Neste sentido, como evitar uma crise emocional perante as condições que me apresentam os riscos de saúde pública? Como evitar uma recaída em sintomas de contaminação quando ainda “o mês passado” me diziam para parar de lavar as mãos compulsivamente? Consciência redobrada, atenção redobrada! É agora o momento de colocar à prova toda a terapia que fiz!!!!, Como?

1- ter consciência quando lavo as mãos, para além dos momentos “normais”. Questionar se o estou a fazer porque, de alguma forma, me posso ter comprometido e ter tocado objectos possivelmente contaminados, ou se o estou a fazer como coacção da minha ansiedade?

2 – ter a certeza e a compreensão de que objectos ou superfícies podem ser mais susceptíveis à contaminação. Se ninguém pegou no meu comando de televisão e se eu tenho as mãos limpas, não preciso de o desinfectar.

3 – ter mais atenção em não tocar com as mãos na cara, para evitar a ansiedade de lavar as mãos!

4 – ocupar-me, ocupar-me, ocupar-me!!!!! E aqui entra, consequentemente, a questão do isolamento.

5 – Isolamento físico não significa isolamento social. Estamos todos no mesmo barco e as redes sociais são, cada vez mais necessárias e cruciais.

6 – Manter um diálogo com elementos do meu grupo terapêutico, mantendo um equilíbrio entre conversas produtivas acerca do estado em que nos encontramos e entre as conversas quotidianas que existiam antes deste estado de emergência. Trocar experiências e conselhos sobre como reagir a tudo isto de forma segura.

7 – Ler, ler, ler… mas seleccionar, cada vez mais o tipo de leitura que faço.
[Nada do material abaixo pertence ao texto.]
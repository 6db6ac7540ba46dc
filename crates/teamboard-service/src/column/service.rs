//! Board columns, seeded with the default set on first read.

use std::sync::Arc;

use serde::{Deserialize, Serialize};
use tracing::info;
use uuid::Uuid;

use teamboard_auth::team::{TeamAuthorizer, scopes};
use teamboard_core::error::AppError;
use teamboard_core::result::AppResult;
use teamboard_database::repositories::ColumnRepository;
use teamboard_entity::column::{BoardColumn, CreateColumn, UpdateColumn};

use crate::board::BoardAccess;
use crate::context::RequestContext;
use crate::text;

const MAX_TITLE_LEN: usize = 100;

/// Colors assigned to columns created without one.
const PALETTE: [&str; 8] = [
    "#3b82f6", "#f59e0b", "#10b981", "#ef4444", "#8b5cf6", "#ec4899", "#14b8a6", "#6366f1",
];

/// Partial column update.
#[derive(Debug, Clone, Default, Serialize, Deserialize)]
#[serde(rename_all = "camelCase")]
pub struct UpdateColumnRequest {
    /// New title; blank is ignored.
    pub title: Option<String>,
    /// New 1-based order.
    pub order: Option<i32>,
    /// New color; blank is ignored.
    pub color: Option<String>,
}

/// Manages the columns of personal and team boards.
#[derive(Clone)]
pub struct ColumnService {
    columns: Arc<dyn ColumnRepository>,
    authorizer: TeamAuthorizer,
}

impl ColumnService {
    /// Creates a new column service.
    pub fn new(columns: Arc<dyn ColumnRepository>, authorizer: TeamAuthorizer) -> Self {
        Self {
            columns,
            authorizer,
        }
    }

    /// Columns of the board in order, seeding the defaults for an empty
    /// board.
    pub async fn list(
        &self,
        ctx: &RequestContext,
        team_id: Option<Uuid>,
    ) -> AppResult<Vec<BoardColumn>> {
        let board = self.board(ctx, team_id).await?;
        self.columns_of(&board).await
    }

    /// One column.
    pub async fn get(
        &self,
        ctx: &RequestContext,
        team_id: Option<Uuid>,
        column_id: &str,
    ) -> AppResult<BoardColumn> {
        let board = self.board(ctx, team_id).await?;
        self.columns_of(&board)
            .await?
            .into_iter()
            .find(|c| c.id == column_id)
            .ok_or_else(|| not_found(column_id))
    }

    /// Appends a column. Team boards require `columns:write`.
    pub async fn create(
        &self,
        ctx: &RequestContext,
        team_id: Option<Uuid>,
        title: &str,
        color: Option<String>,
    ) -> AppResult<BoardColumn> {
        let board = self.board(ctx, team_id).await?;
        board.require(scopes::COLUMNS_WRITE)?;
        let title = text::required("Title", title, MAX_TITLE_LEN)?;

        let existing = self.columns_of(&board).await?;
        let id = new_column_id();
        let color = text::non_blank(color).unwrap_or_else(|| color_for(&id).to_string());
        let position = next_position(&existing);

        let column = self
            .columns
            .insert(CreateColumn { id, title, color }.into_column(board.scope(), position))
            .await?;

        info!(column_id = %column.id, board = %board.scope(), "Column created");

        Ok(column)
    }

    /// Applies a partial update.
    pub async fn update(
        &self,
        ctx: &RequestContext,
        team_id: Option<Uuid>,
        column_id: &str,
        req: UpdateColumnRequest,
    ) -> AppResult<BoardColumn> {
        let board = self.board(ctx, team_id).await?;
        board.require(scopes::COLUMNS_WRITE)?;

        let mut column = self
            .columns_of(&board)
            .await?
            .into_iter()
            .find(|c| c.id == column_id)
            .ok_or_else(|| not_found(column_id))?;

        let title = match text::non_blank(req.title) {
            Some(title) => Some(text::required("Title", &title, MAX_TITLE_LEN)?),
            None => None,
        };
        UpdateColumn {
            title,
            position: req.order,
            color: text::non_blank(req.color),
        }
        .apply_to(&mut column);

        self.columns.save(column).await
    }

    /// Deletes a column. The last column of a board cannot be deleted.
    pub async fn delete(
        &self,
        ctx: &RequestContext,
        team_id: Option<Uuid>,
        column_id: &str,
    ) -> AppResult<()> {
        let board = self.board(ctx, team_id).await?;
        board.require(scopes::COLUMNS_WRITE)?;

        let existing = self.columns_of(&board).await?;
        if !existing.iter().any(|c| c.id == column_id) {
            return Err(not_found(column_id));
        }
        if existing.len() <= 1 {
            return Err(AppError::validation("Cannot delete the last column of a board"));
        }

        if !self.columns.delete(&board.scope().key(), column_id).await? {
            return Err(not_found(column_id));
        }

        info!(column_id = %column_id, board = %board.scope(), "Column deleted");

        Ok(())
    }

    /// Orders columns as listed: the first id gets order 1. Unknown ids
    /// are skipped and unlisted columns keep their order.
    pub async fn reorder(
        &self,
        ctx: &RequestContext,
        team_id: Option<Uuid>,
        column_ids: &[String],
    ) -> AppResult<Vec<BoardColumn>> {
        let board = self.board(ctx, team_id).await?;
        board.require(scopes::COLUMNS_WRITE)?;

        let existing = self.columns_of(&board).await?;
        let positions: Vec<(String, i32)> = column_ids
            .iter()
            .zip(1..)
            .filter(|(id, _)| existing.iter().any(|c| &c.id == *id))
            .map(|(id, position)| (id.clone(), position))
            .collect();

        let key = board.scope().key();
        self.columns.set_positions(&key, &positions).await?;
        self.columns.list(&key).await
    }

    async fn board(&self, ctx: &RequestContext, team_id: Option<Uuid>) -> AppResult<BoardAccess> {
        BoardAccess::resolve(&self.authorizer, ctx, team_id).await
    }

    async fn columns_of(&self, board: &BoardAccess) -> AppResult<Vec<BoardColumn>> {
        let key = board.scope().key();
        let columns = self.columns.list(&key).await?;
        if !columns.is_empty() {
            return Ok(columns);
        }
        self.columns
            .seed(&key, BoardColumn::defaults(board.scope()))
            .await
    }
}

fn not_found(column_id: &str) -> AppError {
    AppError::not_found(format!("Column '{column_id}' not found"))
}

/// `col-` followed by 12 hex digits.
fn new_column_id() -> String {
    let hex = Uuid::new_v4().simple().to_string();
    format!("col-{}", &hex[..12])
}

fn color_for(id: &str) -> &'static str {
    let hash = id
        .bytes()
        .fold(0usize, |acc, b| acc.wrapping_mul(31).wrapping_add(usize::from(b)));
    PALETTE[hash % PALETTE.len()]
}

fn next_position(columns: &[BoardColumn]) -> i32 {
    i32::try_from(columns.len()).map_or(i32::MAX, |n| n.saturating_add(1))
}
//! Kanban column entities.

pub mod model;

pub use model::{BoardColumn, CreateColumn, UpdateColumn};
Eu já sou, por natureza, muito picuinhas com o que leio, mas aguçar ainda mais esse sentido, de forma a aproveitar este tempo (que já tinha) num mundo em estado de excepção (que é novo para a minha geração e a anterior a mim), para desenvolver, cada vez mais, o meu espírito crítico e, se possível, o dos que me rodeiam!
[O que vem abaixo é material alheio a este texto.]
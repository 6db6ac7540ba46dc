//! Team invite handlers.

use axum::Json;
use axum::extract::{Path, State};
use axum::http::StatusCode;
use uuid::Uuid;

use teamboard_entity::team::{PendingInvite, TeamInvite, TeamMember};

use crate::dto::request::InviteRequest;
use crate::dto::response::ApiResponse;
use crate::error::ApiError;
use crate::extractors::{AuthUser, ValidatedJson};
use crate::state::AppState;

/// GET /api/invites/pending
pub async fn list_pending(
    State(state): State<AppState>,
    auth: AuthUser,
) -> Result<Json<ApiResponse<Vec<PendingInvite>>>, ApiError> {
    let invites = state.invite_service.pending(&auth).await?;
    Ok(Json(ApiResponse::ok(invites)))
}

/// POST /api/invites/teams/{team_id}
pub async fn create_invite(
    State(state): State<AppState>,
    auth: AuthUser,
    Path(team_id): Path<Uuid>,
    ValidatedJson(req): ValidatedJson<InviteRequest>,
) -> Result<(StatusCode, Json<ApiResponse<TeamInvite>>), ApiError> {
    let invite = state
        .invite_service
        .create(&auth, team_id, &req.email)
        .await?;
    Ok((StatusCode::CREATED, Json(ApiResponse::ok(invite))))
}

/// GET /api/invites/teams/{team_id}
pub async fn list_team_invites(
    State(state): State<AppState>,
    auth: AuthUser,
    Path(team_id): Path<Uuid>,
) -> Result<Json<ApiResponse<Vec<TeamInvite>>>, ApiError> {
    let invites = state.invite_service.list_for_team(&auth, team_id).await?;
    Ok(Json(ApiResponse::ok(invites)))
}

/// POST /api/invites/{invite_id}/accept
pub async fn accept_invite(
    State(state): State<AppState>,
    auth: AuthUser,
    Path(invite_id): Path<Uuid>,
) -> Result<Json<ApiResponse<TeamMember>>, ApiError> {
    let member = state.invite_service.accept(&auth, invite_id).await?;
    Ok(Json(ApiResponse::ok(member)))
}

/// POST /api/invites/{invite_id}/reject
pub async fn reject_invite(
    State(state): State<AppState>,
    auth: AuthUser,
    Path(invite_id): Path<Uuid>,
) -> Result<Json<ApiResponse<TeamInvite>>, ApiError> {
    let invite = state.invite_service.reject(&auth, invite_id).await?;
    Ok(Json(ApiResponse::ok(invite)))
}

/// DELETE /api/invites/{invite_id}
pub async fn revoke_invite(
    State(state): State<AppState>,
    auth: AuthUser,
    Path(invite_id): Path<Uuid>,
) -> Result<Json<ApiResponse<TeamInvite>>, ApiError> {
    let invite = state.invite_service.revoke(&auth, invite_id).await?;
    Ok(Json(ApiResponse::ok(invite)))
}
8 – Alternar períodos de leitura com outras actividades, como levar os cães à rua, ver televisão, conversar com outros, para não correr o risco regredir na minha relação obsessiva com os livros

9 – afastar-me das redes sociais por períodos consideráveis, de modo a continuar, mesmo que agora não nos seja possível, a preferir o contacto presencial, ao invés do virtual.

10 – ACIMA DE TUDO: Ter capacidade de fazer um pensamento com base na terapia para ser capaz de filtrar o que são comportamentos/pensamentos de ansiedade e alarmistas e onde encontro comportamentos lógicos e eficientes.

Porque, além de tudo isto, um dos grandes perigos para um obsessivo-compulsivo são as fases de evitamento, nas quais, e com receio de uma regressão a nível de comportamentos, se começam a desenvolver rituais opostos aos primeiros, por exemplo a não lavagem das mãos, mesmo quando absolutamente necessário.

Se há obsessivo-compulsivos que se encontram em terapia há muitos anos, também os há que só foram diagnosticados recentemente e que, por isso mesmo, não possuem ainda ferramentas muito desenvolvidas ou medicação completamente ajustada (eu tomo medicação há dois anos e ainda estou em ajustes) e, pior ainda, casos que nem sequer estão diagnosticados, que nos tornam, a uma grande maioria, bastante vulneráveis ao estado de alarme em que somos colocados!

É por todas estas razões, e tantas outras, que é necessário perceber que este isolamento não pode ser um fechar-se sobre si próprio e sobre as suas convicções, mas sim um espírito de abertura, união, altruísmo, compaixão e consciência, acima de tudo!

O mundo, como o conhecemos, está em mudança, e pode ser uma mudança radical, e para que ela seja produtiva e eficiente, precisamos, cada vez mais, da humanidade que existe em cada um de nós!

É provável que isto esteja tudo errado, é provável que daqui a uns dias mude de opinião, é provável que não consiga manter a mente tão limpa nos próximos tempos. Mas é o reflexo do que esta pandemia nos traz, uma necessidade emergente de adaptação e re-adaptção a um (novo) mundo em constante mutação!